(Extracted records)
//! LockContext - who we are and which blob belongs to us.

use crate::document::markup;
use crate::domain::{BatonError, LockTiming, WriterId};
use crate::ports::Blob;

/// Per-invocation lock identity. Immutable once built.
///
/// `domain_key` names the coordination domain (for CI: workflow plus pull
/// request). Blobs carrying the domain's footer fingerprint are ours; the
/// writer id distinguishes this process from every other contender.
#[derive(Debug, Clone)]
pub struct LockContext {
    domain_key: String,
    writer_id: WriterId,
    owner: String,
    footer: String,
    fingerprint: String,
    timing: LockTiming,
}

impl LockContext {
    /// Fails fast on unusable timing.
    pub fn new(
        domain_key: impl Into<String>,
        writer_id: WriterId,
        timing: LockTiming,
    ) -> Result<Self, BatonError> {
        timing.validate()?;
        let domain_key = domain_key.into();
        Ok(Self {
            footer: markup::footer(&domain_key),
            fingerprint: markup::footer_fingerprint(&domain_key),
            owner: writer_id.to_string(),
            domain_key,
            writer_id,
            timing,
        })
    }

    /// The id written into the lock marker.
    pub fn owner_id(&self) -> &str {
        &self.owner
    }

    pub fn writer_id(&self) -> WriterId {
        self.writer_id
    }

    pub fn domain_key(&self) -> &str {
        &self.domain_key
    }

    pub fn timing(&self) -> &LockTiming {
        &self.timing
    }

    pub fn footer(&self) -> &str {
        &self.footer
    }

    pub fn matches(&self, blob: &Blob) -> bool {
        blob.body.contains(&self.fingerprint)
    }

    /// Text written as a final, unlocked body: no marker, footer present.
    pub fn finalize(&self, body: &str) -> String {
        let body = markup::strip_lock(body);
        if body.contains(&self.fingerprint) {
            body
        } else if body.is_empty() {
            self.footer.clone()
        } else {
            format!("{body}\n{}", self.footer)
        }
    }
}

#[cfg(test)]
mod tests {
    use super::*;
    use crate::ports::BlobId;
    use std::time::Duration;
    use ulid::Ulid;

    fn context(key: &str) -> LockContext {
        LockContext::new(key, WriterId::from_ulid(Ulid::new()), LockTiming::default()).unwrap()
    }

    #[test]
    fn matches_only_own_domain() {
        let ctx = context("wf-1/pr-7");
        let ours = Blob::new(BlobId::new(1), format!("<p>x</p>\n{}", ctx.footer()));
        let theirs = Blob::new(BlobId::new(2), markup::footer("wf-1/pr-8"));
        let plain = Blob::new(BlobId::new(3), "LGTM");

        assert!(ctx.matches(&ours));
        assert!(!ctx.matches(&theirs));
        assert!(!ctx.matches(&plain));
    }

    #[test]
    fn finalize_strips_marker_and_keeps_single_footer() {
        let ctx = context("k");
        let locked = markup::with_lock(&format!("<p>x</p>\n{}", ctx.footer()), ctx.owner_id());

        let final_body = ctx.finalize(&locked);
        assert_eq!(markup::locked_by(&final_body), None);
        assert_eq!(final_body.matches(ctx.footer()).count(), 1);
        assert_eq!(ctx.finalize(&final_body), final_body);
    }

    #[test]
    fn finalize_appends_missing_footer() {
        let ctx = context("k");
        assert_eq!(ctx.finalize("<p>x</p>"), format!("<p>x</p>\n{}", ctx.footer()));
    }

    #[test]
    fn invalid_timing_is_rejected() {
        let timing = LockTiming::default().with_check_delay(Duration::ZERO);
        let err = LockContext::new("k", WriterId::from_ulid(Ulid::new()), timing).unwrap_err();
        assert!(matches!(err, BatonError::InvalidTiming(_)));
    }
}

## WHAT TO WORK ON
Nothing should be left out: return all of the records exactly.

## ANSWER TO THIS TASK
//! LockContext - who we are and which blob belongs to us.

use crate::document::markup;
use crate::domain::{BatonError, LockTiming, WriterId};
use crate::ports::Blob;

/// Per-invocation lock identity. Immutable once built.
///
/// `domain_key` names the coordination domain (for CI: workflow plus pull
/// request). Blobs carrying the domain's footer fingerprint are ours; the
/// writer id distinguishes this process from every other contender.
#[derive(Debug, Clone)]
pub struct LockContext {
    domain_key: String,
    writer_id: WriterId,
    owner: String,
    footer: String,
    fingerprint: String,
    timing: LockTiming,
}

impl LockContext {
    /// Fails fast on unusable timing.
    pub fn new(
        domain_key: impl Into<String>,
        writer_id: WriterId,
        timing: LockTiming,
    ) -> Result<Self, BatonError> {
        timing.validate()?;
        let domain_key = domain_key.into();
        Ok(Self {
            footer: markup::footer(&domain_key),
            fingerprint: markup::footer_fingerprint(&domain_key),
            owner: writer_id.to_string(),
            domain_key,
            writer_id,
            timing,
        })
    }

    /// The id written into the lock marker.
    pub fn owner_id(&self) -> &str {
        &self.owner
    }

    pub fn writer_id(&self) -> WriterId {
        self.writer_id
    }

    pub fn domain_key(&self) -> &str {
        &self.domain_key
    }

    pub fn timing(&self) -> &LockTiming {
        &self.timing
    }

    pub fn footer(&self) -> &str {
        &self.footer
    }

    pub fn matches(&self, blob: &Blob) -> bool {
        blob.body.contains(&self.fingerprint)
    }

    /// Text written as a final, unlocked body: no marker, footer present.
    pub fn finalize(&self, body: &str) -> String {
        let body = markup::strip_lock(body);
        if body.contains(&self.fingerprint) {
            body
        } else if body.is_empty() {
            self.footer.clone()
        } else {
            format!("{body}\n{}", self.footer)
        }
    }
}

#[cfg(test)]
mod tests {
    use super::*;
    use crate::ports::BlobId;
    use std::time::Duration;
    use ulid::Ulid;

    fn context(key: &str) -> LockContext {
        LockContext::new(key, WriterId::from_ulid(Ulid::new()), LockTiming::default()).unwrap()
    }

    #[test]
    fn matches_only_own_domain() {
        let ctx = context("wf-1/pr-7");
        let ours = Blob::new(BlobId::new(1), format!("<p>x</p>\n{}", ctx.footer()));
        let theirs = Blob::new(BlobId::new(2), markup::footer("wf-1/pr-8"));
        let plain = Blob::new(BlobId::new(3), "LGTM");

        assert!(ctx.matches(&ours));
        assert!(!ctx.matches(&theirs));
        assert!(!ctx.matches(&plain));
    }

    #[test]
    fn finalize_strips_marker_and_keeps_single_footer() {
        let ctx = context("k");
        let locked = markup::with_lock(&format!("<p>x</p>\n{}", ctx.footer()), ctx.owner_id());

        let final_body = ctx.finalize(&locked);
        assert_eq!(markup::locked_by(&final_body), None);
        assert_eq!(final_body.matches(ctx.footer()).count(), 1);
        assert_eq!(ctx.finalize(&final_body), final_body);
    }

    #[test]
    fn finalize_appends_missing_footer() {
        let ctx = context("k");
        assert_eq!(ctx.finalize("<p>x</p>"), format!("<p>x</p>\n{}", ctx.footer()));
    }

    #[test]
    fn invalid_timing_is_rejected() {
        let timing = LockTiming::default().with_check_delay(Duration::ZERO);
        let err = LockContext::new("k", WriterId::from_ulid(Ulid::new()), timing).unwrap_err();
        assert!(matches!(err, BatonError::InvalidTiming(_)));
    }
}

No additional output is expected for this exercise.